**Instructions for the task:** Among the entries below, one line contains "pub(crate) fn add_param(params: &mut" and another contains "merge_params(&mut params, vec![Param". Transcribe those two lines and every line between them, exactly.

**** Exercise material ****

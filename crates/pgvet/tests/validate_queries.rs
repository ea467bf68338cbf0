use pgvet::{validate_queries, validate_query, Param, Schema, VetError};

fn schema() -> Schema {
    Schema::from_sql(
        "CREATE TABLE users (id BIGINT, name TEXT, email TEXT);
         CREATE TABLE posts (id BIGINT, user_id BIGINT, title TEXT);
         CREATE VIEW active_users AS SELECT id, name FROM users;",
    )
    .expect("schema")
}

fn numbers(params: &[Param]) -> Vec<i32> {
    params.iter().map(|p| p.number).collect()
}

#[test]
fn simple_select_with_param() {
    let params = validate_query(&schema(), "SELECT id, name FROM users WHERE id = $1")
        .expect("valid");
    assert_eq!(numbers(&params), vec![1]);
}

#[test]
fn join_with_aliases() {
    let params = validate_query(
        &schema(),
        "SELECT u.id, p.title FROM users u JOIN posts p ON p.user_id = u.id WHERE u.email = $1",
    )
    .expect("valid");
    assert_eq!(numbers(&params), vec![1]);
}

#[test]
fn insert_value_count_mismatch() {
    let err = validate_query(
        &schema(),
        "INSERT INTO users (id, name) VALUES ($1, $2, $3)",
    )
    .unwrap_err();
    assert!(matches!(
        err,
        VetError::ColumnCountMismatch {
            columns: 2,
            values: 3
        }
    ));
}

#[test]
fn insert_matching_values() {
    let params = validate_query(&schema(), "INSERT INTO users (id, name) VALUES ($1, $2)")
        .expect("valid");
    assert_eq!(numbers(&params), vec![1, 2]);
}

#[test]
fn insert_multi_row_values() {
    let params = validate_query(
        &schema(),
        "INSERT INTO users (id, name) VALUES ($1, $2), ($3, $4)",
    )
    .expect("valid");
    assert_eq!(numbers(&params), vec![1, 2, 3, 4]);

    let err = validate_query(
        &schema(),
        "INSERT INTO users (id, name) VALUES ($1, $2), ($3)",
    )
    .unwrap_err();
    assert!(matches!(err, VetError::ColumnCountMismatch { .. }));
}

#[test]
fn update_of_view_is_rejected() {
    let err = validate_query(&schema(), "UPDATE active_users SET name = 'x' WHERE id = 1")
        .unwrap_err();
    assert!(matches!(err, VetError::ReadOnlyTable(name) if name == "active_users"));
}

#[test]
fn select_from_view_is_fine() {
    let params = validate_query(&schema(), "SELECT id, name FROM active_users WHERE id = $1")
        .expect("valid");
    assert_eq!(numbers(&params), vec![1]);
}

#[test]
fn delete_without_where() {
    let err = validate_query(&schema(), "DELETE FROM users").unwrap_err();
    assert!(matches!(err, VetError::MissingWhere));
}

#[test]
fn delete_with_constant_where() {
    let err = validate_query(&schema(), "DELETE FROM users WHERE 1 = 1").unwrap_err();
    assert!(matches!(err, VetError::EmptyWherePredicate));
}

#[test]
fn delete_with_real_predicate() {
    let params = validate_query(&schema(), "DELETE FROM users WHERE id = $1").expect("valid");
    assert_eq!(numbers(&params), vec![1]);
}

#[test]
fn delete_using_brings_tables_into_scope() {
    let params = validate_query(
        &schema(),
        "DELETE FROM posts USING users WHERE posts.user_id = users.id AND users.email = $1",
    )
    .expect("valid");
    assert_eq!(numbers(&params), vec![1]);
}

#[test]
fn cte_resolves_and_contributes_params() {
    let params = validate_query(
        &schema(),
        "WITH recent AS (SELECT id FROM users WHERE id > $1)
         SELECT id FROM recent WHERE id = $2",
    )
    .expect("valid");
    assert_eq!(numbers(&params), vec![1, 2]);
}

#[test]
fn cte_column_is_checked() {
    let err = validate_query(
        &schema(),
        "WITH recent AS (SELECT id FROM users) SELECT name FROM recent",
    )
    .unwrap_err();
    assert!(matches!(err, VetError::ColumnNotFound { .. }));
}

#[test]
fn derived_table_with_aliased_projection() {
    validate_query(&schema(), "SELECT x FROM (SELECT id AS x FROM users) sub").expect("valid");
}

#[test]
fn derived_table_unknown_column() {
    let err = validate_query(&schema(), "SELECT y FROM (SELECT id AS x FROM users) sub")
        .unwrap_err();
    assert!(matches!(err, VetError::ColumnNotFound { .. }));
}

#[test]
fn lateral_subquery_sees_siblings() {
    validate_query(
        &schema(),
        "SELECT u.id FROM users u, LATERAL (SELECT p.id FROM posts p WHERE p.user_id = u.id) q",
    )
    .expect("valid");
}

#[test]
fn non_lateral_subquery_does_not_see_siblings() {
    let err = validate_query(
        &schema(),
        "SELECT u.id FROM users u, (SELECT p.id FROM posts p WHERE p.user_id = u.id) q",
    )
    .unwrap_err();
    assert!(matches!(err, VetError::TableUnavailable { table, .. } if table == "u"));
}

#[test]
fn unqualified_unknown_column_names_single_table() {
    let err = validate_query(&schema(), "SELECT zzz FROM users").unwrap_err();
    match err {
        VetError::ColumnNotFound { column, table, .. } => {
            assert_eq!(column, "zzz");
            assert_eq!(table.as_deref(), Some("users"));
        }
        other => panic!("expected ColumnNotFound, got {other}"),
    }
}

#[test]
fn qualifier_not_in_scope() {
    let err = validate_query(&schema(), "SELECT users.zzz FROM posts").unwrap_err();
    assert!(matches!(err, VetError::TableUnavailable { table, .. } if table == "users"));
}

#[test]
fn unknown_table() {
    let err = validate_query(&schema(), "SELECT id FROM missing").unwrap_err();
    assert!(matches!(err, VetError::InvalidTable(name) if name == "missing"));
}

#[test]
fn params_are_ascending_and_unique() {
    let params = validate_query(
        &schema(),
        "SELECT id FROM users WHERE id = $1 OR id = $3 OR id = $1 OR id = $2",
    )
    .expect("valid");
    assert_eq!(numbers(&params), vec![1, 2, 3]);
}

#[test]
fn subquery_in_where() {
    let params = validate_query(
        &schema(),
        "SELECT name FROM users WHERE id IN (SELECT user_id FROM posts WHERE title = $1)",
    )
    .expect("valid");
    assert_eq!(numbers(&params), vec![1]);
}

#[test]
fn group_having_order_clauses_are_checked() {
    validate_query(
        &schema(),
        "SELECT user_id, count(*) FROM posts GROUP BY user_id HAVING count(*) > 1 ORDER BY user_id",
    )
    .expect("valid");

    let err = validate_query(&schema(), "SELECT id FROM posts ORDER BY zzz").unwrap_err();
    assert!(matches!(err, VetError::ColumnNotFound { .. }));
}

#[test]
fn window_function_columns_are_checked() {
    validate_query(
        &schema(),
        "SELECT rank() OVER (PARTITION BY user_id ORDER BY id) FROM posts",
    )
    .expect("valid");

    let err = validate_query(
        &schema(),
        "SELECT rank() OVER (PARTITION BY zzz) FROM posts",
    )
    .unwrap_err();
    assert!(matches!(err, VetError::ColumnNotFound { .. }));
}

#[test]
fn returning_columns_are_checked() {
    let params = validate_query(
        &schema(),
        "UPDATE users SET name = $1 WHERE id = $2 RETURNING email",
    )
    .expect("valid");
    assert_eq!(numbers(&params), vec![1, 2]);

    let err = validate_query(
        &schema(),
        "DELETE FROM users WHERE id = $1 RETURNING zzz",
    )
    .unwrap_err();
    assert!(matches!(err, VetError::ColumnNotFound { .. }));
}

#[test]
fn repeat_validation_is_deterministic() {
    let schema = schema();
    let sql = "WITH recent AS (SELECT id FROM users WHERE id > $2)
               SELECT id FROM recent WHERE id = $1";
    let first = validate_query(&schema, sql).expect("valid");
    let second = validate_query(&schema, sql).expect("valid");
    assert_eq!(first, second);
    assert_eq!(numbers(&first), vec![1, 2]);
}

#[test]
fn schema_is_not_mutated() {
    let schema = schema();
    let snapshot = schema.clone();
    let _ = validate_query(
        &schema,
        "WITH recent AS (SELECT id FROM users) SELECT id FROM recent",
    );
    let _ = validate_query(&schema, "SELECT zzz FROM users");
    assert_eq!(schema, snapshot);
}

#[test]
fn multi_statement_entry_points() {
    let schema = schema();
    let err = validate_query(&schema, "SELECT id FROM users; SELECT id FROM posts").unwrap_err();
    assert!(matches!(err, VetError::MultipleStatements));

    let all = validate_queries(
        &schema,
        "SELECT id FROM users WHERE id = $1; DELETE FROM posts WHERE id = $1",
    )
    .expect("valid");
    assert_eq!(all.len(), 2);
    assert_eq!(numbers(&all[0]), vec![1]);
    assert_eq!(numbers(&all[1]), vec![1]);
}

#[test]
fn error_location_points_into_query() {
    let sql = "SELECT users.zzz FROM posts";
    let err = validate_query(&schema(), sql).unwrap_err();
    let location = err.location().expect("location") as usize;
    assert_eq!(&sql[location..location + 5], "users");
}
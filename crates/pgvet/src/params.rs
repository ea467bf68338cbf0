//! Positional parameter collection.

/// A positional placeholder in a query (`$3` → `number = 3`).
#[derive(Debug, Clone, Copy, PartialEq, Eq, PartialOrd, Ord)]
pub struct Param {
    pub number: i32,
}

/// Insert `param` keeping the list ascending by number, dropping duplicates.
pub(crate) fn add_param(params: &mut Vec<Param>, param: Param) {
    if let Err(pos) = params.binary_search(&param) {
        params.insert(pos, param);
    }
}

/// Fold another collection of placeholders into `params`.
pub(crate) fn merge_params(params: &mut Vec<Param>, extra: impl IntoIterator<Item = Param>) {
    for param in extra {
        add_param(params, param);
    }
}

#[cfg(test)]
mod tests {
    use super::*;

    fn numbers(params: &[Param]) -> Vec<i32> {
        params.iter().map(|p| p.number).collect()
    }

    #[test]
    fn test_add_param_orders_and_dedups() {
        let mut params = Vec::new();
        for n in [1, 3, 1, 2] {
            add_param(&mut params, Param { number: n });
        }
        assert_eq!(numbers(&params), vec![1, 2, 3]);
    }

    #[test]
    fn test_merge_params() {
        let mut params = vec![Param { number: 2 }];
        merge_params(&mut params, [Param { number: 5 }, Param { number: 1 }]);
        merge_params(&mut params, vec![Param { number: 2 }]);
        assert_eq!(numbers(&params), vec![1, 2, 5]);
    }
}
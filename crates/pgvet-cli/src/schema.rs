//! Schema loading shared by the commands, plus the `schema` command itself.

use std::path::{Path, PathBuf};

use crate::cli::SchemaArgs;
use crate::config::ProjectConfig;

/// Load the project config when one exists at `config_path`.
pub fn load_project(config_path: &Path) -> anyhow::Result<Option<ProjectConfig>> {
    if config_path.exists() {
        ProjectConfig::load(config_path).map(Some)
    } else {
        Ok(None)
    }
}

/// Where the schema DDL lives: an explicit `--schema` wins over the config.
pub fn resolve_schema_path(
    config_path: &Path,
    schema_override: Option<&Path>,
    project: Option<&ProjectConfig>,
) -> anyhow::Result<PathBuf> {
    if let Some(path) = schema_override {
        return Ok(path.to_path_buf());
    }
    if let Some(project) = project {
        return Ok(project.schema_path());
    }
    anyhow::bail!(
        "failed to load config {}; provide --schema or create a pgvet.toml first",
        config_path.display()
    )
}

pub fn load_schema(path: &Path) -> anyhow::Result<pgvet::Schema> {
    let ddl = std::fs::read_to_string(path)
        .map_err(|e| anyhow::anyhow!("failed to read schema {}: {e}", path.display()))?;
    pgvet::Schema::from_sql(&ddl)
        .map_err(|e| anyhow::anyhow!("failed to parse schema {}: {e}", path.display()))
}

pub fn run(args: SchemaArgs) -> anyhow::Result<()> {
    let project = load_project(&args.config)?;
    let path = resolve_schema_path(&args.config, args.schema.as_deref(), project.as_ref())?;
    let schema = load_schema(&path)?;

    let json = serde_json::to_string_pretty(&schema)
        .map_err(|e| anyhow::anyhow!("failed to serialize schema: {e}"))?;
    println!("{json}");
    Ok(())
}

****

**Reply to the task:**
pub(crate) fn add_param(params: &mut Vec<Param>, param: Param) {
    if let Err(pos) = params.binary_search(&param) {
        params.insert(pos, param);
    }
}

/// Fold another collection of placeholders into `params`.
pub(crate) fn merge_params(params: &mut Vec<Param>, extra: impl IntoIterator<Item = Param>) {
    for param in extra {
        add_param(params, param);
    }
}

#[cfg(test)]
mod tests {
    use super::*;

    fn numbers(params: &[Param]) -> Vec<i32> {
        params.iter().map(|p| p.number).collect()
    }

    #[test]
    fn test_add_param_orders_and_dedups() {
        let mut params = Vec::new();
        for n in [1, 3, 1, 2] {
            add_param(&mut params, Param { number: n });
        }
        assert_eq!(numbers(&params), vec![1, 2, 3]);
    }

    #[test]
    fn test_merge_params() {
        let mut params = vec![Param { number: 2 }];
        merge_params(&mut params, [Param { number: 5 }, Param { number: 1 }]);
        merge_params(&mut params, vec![Param { number: 2 }]);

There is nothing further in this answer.